小野洋子前不久度过了她的83岁生日。她去年在林冠艺术基金会(北京)和法国里昂当代艺术博物馆的展览吸引了如潮的观众,展览将一直持续至今年7月。这位激浪派的前辈、概念艺术的先驱向《艺术新闻》回顾了半个多世纪以来经久不衰的创作历程。
▲ 小野洋子2010年夏在纽约现代艺术博物馆(MoMA)进行的即兴声音艺术与行为表演
艺术家、音乐人、歌手、环保主义者,以及约翰·列侬(John Lennon)的古怪遗孀声名之下的八卦小报常客,在过去半个世纪中,小野洋子以这样的多重身份出现在公众视野中。然而,她也在音乐、雕塑、摄影以及电影方面对其他艺术家产生过重要影响。艺术评论家克洛伊·魏玛(Chloe Wyma)在为《艺术新闻》撰文中曾写道,“作为先锋艺术的代表,小野洋子已经跻身于与后达达时期的男性代表性艺术家,包括约翰·凯奇(John Cage)、白南准(Nam June Paik)以及乔治·马森纳斯(George Maciunas)的同列。”
去年以来,小野洋子似乎前所未有地高调,一系列回顾、探讨其艺术创作和思想的展览接二连三展开。她在北京的首个回顾展于2015年11月在林冠艺术基金会开幕,开幕的首个星期就吸引了将近一万名参观者。
▲ 小野洋子去年11月在林冠艺术基金会(北京)个展《金梯子》的开幕现场
她在法国的首个博物馆回顾展“黎明之光”(Lumière de l’Aube )于今年3月在法国里昂当代艺术博物馆(Musée d’Art Contemporain de Lyon )开幕。此次展览展出了小野洋子的100件作品,不仅包括了1952年的绘画诗歌,也包括了重要装置作品《晨光》(Morning Beams,1997/2013)。
▲《晨光》,1997/2013年
艺术家小野洋子专访
小野洋子
艺术家,1933年于日本东京出生。
Q:里昂展览的联合策展人蒂埃里·拉斯拜尔(Thierry Raspail)称你的艺术“与万物都息息相关”。

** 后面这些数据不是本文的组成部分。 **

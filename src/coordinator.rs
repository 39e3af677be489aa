//! The coordinator: task queue, phase state machine, worker registry
//! and the final merge.

use std::path::PathBuf;

use tokio::io::{AsyncBufReadExt, BufReader};
use tokio::net::TcpListener;
use tokio::sync::mpsc;
use tokio::task;
use tracing::{error, info, warn};

use crate::error::{Error, Result};
use crate::fetch::merge_stores;
use crate::pb::{JobDone, MapTask, Phase, ReduceTask};
use crate::rpc::{self, Actor, Node};
use crate::serve::{make_url, serve_node};
use crate::store::split_store;

/// Coordinator parameters, straight off the CLI.
#[derive(Debug, Clone)]
pub struct Config {
    /// Port to listen on; 0 picks a free one.
    pub port: u16,
    /// Hold the job in the wait phase until the operator presses enter.
    pub wait: bool,
    /// Directory for source and intermediate shards.
    pub tempdir: PathBuf,
    /// Number of map tasks.
    pub m: u32,
    /// Number of reduce tasks.
    pub r: u32,
    /// The input pair store.
    pub input: PathBuf,
    /// Where the merged output store goes.
    pub output: PathBuf,
}

/// A coordinator bound to its port but not yet running. Splitting bind
/// from run lets callers learn the address before any worker dials in.
pub struct Coordinator {
    cfg: Config,
    listener: TcpListener,
    host: String,
}

impl Coordinator {
    pub async fn bind(cfg: Config) -> Result<Self> {
        let listener = TcpListener::bind(("localhost", cfg.port)).await?;
        let host = format!("localhost:{}", listener.local_addr()?.port());
        Ok(Self {
            cfg,
            listener,
            host,
        })
    }

    /// The address workers should dial.
    pub fn host(&self) -> &str {
        &self.host
    }

    /// Run the job to completion: split, dispatch, merge, shut down.
    pub async fn run(self) -> Result<()> {
        let Config {
            wait,
            tempdir,
            m,
            r,
            input,
            output,
            ..
        } = self.cfg;
        let host = self.host;
        tokio::fs::create_dir_all(&tempdir).await?;

        // Split the input and serve the source shards to map workers.
        let (split_input, split_dir) = (input.clone(), tempdir.clone());
        let shards = task::spawn_blocking(move || {
            split_store(&split_input, &split_dir, m, |i| format!("map_{i}_source.db"))
        })
        .await??;
        info!("split {} into {} source shards", input.display(), shards.len());

        // The full task list. Reduce tasks start incomplete: their
        // source hosts are only known once the map phase is over.
        let map_tasks: Vec<MapTask> = (0..m)
            .map(|n| MapTask {
                m,
                r,
                n,
                source_host: host.clone(),
            })
            .collect();
        let reduce_tasks: Vec<ReduceTask> = (0..r)
            .map(|n| ReduceTask {
                m,
                r,
                n,
                source_hosts: Vec::new(),
            })
            .collect();

        let (done_tx, mut done_rx) = mpsc::unbounded_channel();
        let phase = if wait { Phase::Wait } else { Phase::Map };
        let actor = Actor::spawn(Node::new(
            phase,
            map_tasks,
            reduce_tasks.clone(),
            done_tx,
        ));

        let serve_dir = tempdir.clone();
        let serve_actor = actor.clone();
        tokio::spawn(async move {
            if let Err(e) = serve_node(self.listener, serve_dir, serve_actor).await {
                error!("node endpoint failed: {e}");
            }
        });

        if wait {
            info!("coordinator at {} waiting for operator input", host);
            println!("Press enter to start...");
            let mut line = String::new();
            BufReader::new(tokio::io::stdin()).read_line(&mut line).await?;

            let workers = actor
                .run(|node| {
                    node.phase = Phase::Map;
                    node.workers.iter().cloned().collect::<Vec<_>>()
                })
                .await?;
            info!("starting {} workers", workers.len());
            for addr in workers {
                if let Err(e) = rpc::signal(&addr).await {
                    warn!("contacting worker {addr}: {e}");
                }
            }
        } else {
            info!("coordinator at {} waiting for workers", host);
        }

        let reduce_hosts = wait_for_jobs(&actor, &mut done_rx).await?;

        // Gather the reduce outputs into the final store.
        let urls: Vec<String> = reduce_tasks
            .iter()
            .zip(&reduce_hosts)
            .map(|(task, host)| make_url(host, &task.output_file()))
            .collect();
        let merged = merge_stores(&urls, &output, &tempdir.join("tmp.db")).await?;
        let rows = task::spawn_blocking(move || merged.count()).await??;
        info!("output store {} holds {} rows", output.display(), rows);

        // Tell every registered worker to shut down, then clean up.
        let workers = actor
            .run(|node| {
                node.phase = Phase::Finish;
                node.workers.iter().cloned().collect::<Vec<_>>()
            })
            .await?;
        for addr in workers {
            info!("shutting down worker at {addr}");
            if let Err(e) = rpc::signal(&addr).await {
                warn!("shutting down worker {addr}: {e}");
            }
        }
        tokio::fs::remove_dir_all(&tempdir).await?;
        info!("coordinator shutting down");
        Ok(())
    }
}

/// Drain the done stream until every phase is complete, returning the
/// host that served each reduce task's output. All bookkeeping happens
/// under the actor; this loop only decides when to stop.
async fn wait_for_jobs(
    actor: &Actor,
    done: &mut mpsc::UnboundedReceiver<JobDone>,
) -> Result<Vec<String>> {
    loop {
        let task = done.recv().await.ok_or(Error::ActorStopped)?;
        if let Some(hosts) = actor.run(move |node| node.record_completion(task)).await? {
            return Ok(hosts);
        }
    }
}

A:谢谢你这样说——的确,任何事物都是相互关联的!我始终认为,我们每一个人都是互相联结的,我们每个人在这个世界上都有自己的位置。在我看来,年轻和垂老没有什么区别。所以这也是我为什么不喜欢人类之间互相残杀的原因——这是在浪费时间、浪费生命。我想再展开一些:我们总是讨论男性社会和自由,然而,现实世界是由男人和女人共同组成的。如果这个世界没有女性力量的话,对于男性社会来说是一件坏事。
Q: 这让我想到了你1972年的文章《女性化的社会》(Feminisation of Society)。
A:这是因为我们(女性)确实多少被忽略了。
Q:声音和行为艺术是你的创作中不可缺少的部分。你为里昂的展览特别创建一个曲目单吗?
A:不。我其实并不清楚我究竟要为展览做些什么,当我说我知道我要做什么的时候,理论上来说,我要做的就是一件关于即兴行为艺术创作的行为艺术作品。即兴创作非常重要。我知道我自己的意图,但是我并不清楚具体将会发生什么。当表演开始时,语言就会自动消退。
我将展览称为“黎明之光”,因为这个展览是关于起点的。你看,日出就是开始。展览中还有一个名叫《光屋》(Lumière Room)的作品,这是一件我一直想做,但从未有机会实现的作品。这件作品看上去像一个房间;房间四壁虽然不是透明的,但是看上却去像纸一样。观众并不能看到房间的内部,但是却可以感受到影子的存在。当有人进入房间时,他们进入了一个袋子。在房间内部,来自东、南、西、北四个方向都有强光照射。这些光源将在两个小时的时间内模仿一年365天的样子。你在这个袋装的空间里,沐浴在光中。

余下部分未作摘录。